Preguntaron por su amado
Ella respondió. “No está, salió” en un chapuceado idioma que no era el suyo. Los
gendarmes entraron y tiraron todo, olieron todo, SE LLEVARON TODO. Es poco decir
que se llevaron su vida.
Segundos antes ella había corrido al baño y había sacado las bolsas que su marido y sus
amigos guardaban dentro del escondite secreto del baño… las tiró por la ventana y se
deshizo de los paquetes rígidamente cerrados, envueltos, duros. Ella sabía muy bien que
era.
Y aunque no estaba de acuerdo con lo que su amado hacía, seguía amando aquel hombre
que le había prometido dejar lo que hacía.
La chiquilina no paraba de llorar y le ordenaron a la menuda mujer llamar a alguien para
que la recogiera, porque ella tenía que acompañarlos.
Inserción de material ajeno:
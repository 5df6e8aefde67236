pub fn str_n(prefix: &str, n: usize) -> String {
	let mut s = String::from(prefix);
	s.push_str(&n.to_string());
	s
}

pub const fn align_up(v: usize, multiple: usize) -> usize {
	if multiple == 0 {
		v
	} else {
		let remainder = v % multiple;
		if remainder == 0 {
			v
		} else {
			v + multiple - remainder
		}
	}
}
impl AnimationParser {
	fn parse_sampler(ctx: &GLTF2Context, sampler: JSONAnimationSampler, index: usize) -> Result<AnimationSampler, GltfError> {
		let input = ctx.accessor(sampler.input).ok_or(GltfError::InvalidIndex {
			kind: "accessor",
			index: sampler.input,
			count: ctx.accessor_count(),
		})?;
		if input.element_type != ElementType::Scalar || input.component_type != ComponentType::Float {
			return Err(invalid(index, format!("input accessor {} is not a scalar float accessor", sampler.input)));
		}
		let output = ctx.accessor(sampler.output).ok_or(GltfError::InvalidIndex {
			kind: "accessor",
			index: sampler.output,
			count: ctx.accessor_count(),
		})?;
		let interpolation = match sampler.interpolation {
			Some(s) => Interpolation::from_str(&s).map_err(|_| GltfError::InvalidValue { field: "interpolation", value: s })?,
			None => Interpolation::Linear,
		};

		// exact ratio depends on the target, see component_count
		let keys = Self::key_values(input, interpolation, index)?;
		if output.count == 0 || output.count % keys != 0 {
			return Err(invalid(index, format!(
				"{} output values for {} keyframes with {} interpolation",
				output.count, input.count, interpolation,
			)));
		}
		Ok(AnimationSampler { input: sampler.input, output: sampler.output, interpolation })
	}

	/// Output values one sampler needs per animated component.
	fn key_values(input: &Accessor, interpolation: Interpolation, index: usize) -> Result<usize, GltfError> {
		input
			.count
			.checked_mul(interpolation.values_per_key())
			.ok_or_else(|| invalid(index, format!("{} keyframes overflow", input.count)))
	}

	fn core_target(ctx: &GLTF2Context, channel: &JSONChannelTarget, index: usize) -> Result<AnimationTarget, GltfError> {
		let node = channel.node.ok_or_else(|| invalid(index, format!("channel for \"{}\" has no node", channel.path)))?;
		ctx.check_index::<TreeNode>(node)?;
		if !CORE_PATHS.contains(&channel.path.as_str()) {
			return Err(GltfError::InvalidTarget(channel.path.clone()));
		}
		Ok(AnimationTarget::node(node, &channel.path))
	}

	/// Floats per keyframe value, checking the sampler's accessors agree.
	fn component_count(ctx: &GLTF2Context, sampler: &AnimationSampler, target: &AnimationTarget, index: usize) -> Result<usize, GltfError> {
		let (Some(input), Some(output)) = (ctx.accessor(sampler.input), ctx.accessor(sampler.output)) else {
			return Err(invalid(index, "sampler accessors are missing".into()));
		};
		let keys = Self::key_values(input, sampler.interpolation, index)?;

		if target.is_morph_weights() {
			if output.data_size != 1 || output.count == 0 || output.count % keys != 0 {
				return Err(invalid(index, format!("{} weights do not fit {} keyframes", output.count, input.count)));
			}
			Ok(output.count / keys)
		} else {
			if output.count != keys {
				return Err(invalid(index, format!(
					"{} output values for {} keyframes with {} interpolation",
					output.count, input.count, sampler.interpolation,
				)));
			}
			Ok(output.data_size)
		}
	}

	fn last_keyframe(ctx: &GLTF2Context, sampler: &AnimationSampler) -> Result<f32, GltfError> {
		match ctx.accessor(sampler.input).and_then(|a| a.max.first()) {
			Some(max) => Ok(*max),
			None => Ok(ctx.accessor_values::<f32>(sampler.input)?.into_iter().fold(0.0, f32::max)),
		}
	}

	fn parse_animation(ctx: &GLTF2Context, animation: JSONAnimation, index: usize) -> Result<Animation, GltfError> {
		let samplers = animation.samplers
			.into_iter()
			.map(|sampler| Self::parse_sampler(ctx, sampler, index))
			.collect::<Result<Vec<_>, GltfError>>()?;

		let mut channels = Vec::new();
		for channel in animation.channels.unwrap_or_default() {
			let target = Self::core_target(ctx, &channel.target, index)?;
			channels.push(AnimationChannel { sampler: channel.sampler, target });
		}
		let property_channels = animation.extensions
			.and_then(|e| e.property_animation)
			.map(|p| p.channels)
			.unwrap_or_default();
		for channel in property_channels {
			let target = AnimationTarget::resolve(&channel.target, ctx)?;
			channels.push(AnimationChannel { sampler: channel.sampler, target });
		}
		if channels.is_empty() {
			return Err(invalid(index, "no channels".into()));
		}

		let mut repeats: FxHashMap<&str, usize> = FxHashMap::default();
		let mut clip_channels = Vec::with_capacity(channels.len());
		for channel in &channels {
			let sampler = samplers.get(channel.sampler).ok_or_else(|| {
				invalid(index, format!("channel uses sampler {} of {}", channel.sampler, samplers.len()))
			})?;
			let base = channel.target.channel_base_name();
			let seen = repeats.entry(base).or_insert(0);
			let name = match *seen {
				0 => base.to_string(),
				n => str_n(&format!("{base}_"), n),
			};
			*seen += 1;
			clip_channels.push(ClipChannel {
				name,
				component_count: Self::component_count(ctx, sampler, &channel.target, index)?,
				sampler: channel.sampler,
			});
		}

		let mut duration = 0.0f32;
		for sampler in &samplers {
			duration = duration.max(Self::last_keyframe(ctx, sampler)?);
		}

		Ok(Animation {
			clip: ClipData { name: animation.name.clone(), duration, channels: clip_channels },
			name: animation.name,
			samplers,
			channels,
		})
	}

	pub fn parse(&self, json: &Value, ctx: &mut GLTF2Context) -> Result<(), GltfError> {
		let animations = parse_array::<JSONAnimation>(json, "animations")?
			.into_iter()
			.enumerate()
			.map(|(index, animation)| Self::parse_animation(ctx, animation, index))
			.collect::<Result<Vec<_>, GltfError>>()?;

		log::debug!("parsed {} animations", animations.len());
		ctx.animations.extend(animations);
		Ok(())
	}
}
De pronto todo se oscureció, se llenó
de neblina y a partir de allí no salió más el sol.
Alguien que dijo ser amiga de la menuda mujer le recogió la pequeña y se la llevo, mientras
ambas sentían como sus corazones se rompían a pedazos, se abrazan dejando en aquel
abrazo su último aliento, su marcado amor, y su vergüenza. Los gendarmes mal encarados
ni se inmutaban de ver aquel desgarrador cuadro.
Colocaron pulseras plateadas a las muñecas y tobillos de la menuda mujer la sacaron de
donde hacía poco había sido su hogar, en medio de injurias, risotadas y empellones. La
montaron a rastras a un vehículo herméticamente cerrado con un extraño hueco que solo le
permitía medio respirar.
Ellos no pudieron leer en la menuda mujer, quién estaba en la esquina, a quien miraba, de
quien se despedía, su amado estaba allí, parado, tembloroso, suplicando porque todo fuera
un sueño, más bien para que terminara la pesadilla, con sus ojos húmedos la miraba y le
decía cuanto lo sentía, mientras sus labios modulaban mil te quieros, que la menuda mujer,
destrozada acomodo uno a uno en su apretujado corazón. Nunca más lo vio tan cerca. (Aun
hoy llora contando esta historia) sus labios enviaban los últimos besos tibios y salados que
sentía. Lloraba, lloraba, lloraba tanto como…
Corría el invierno y se apresuraba la desolación, la soledad y un adiós marcado para
siempre…
En las noches, cuando la luna pasea, el viento arrecia y ella sale de campamento se
encuentra con él; aun la mira, aun la observa y la sostiene desde la profundidad de la noche
y con el brillo resplandeciente de la estrella que los une. Ella ya no llora, ella solo le sonríe.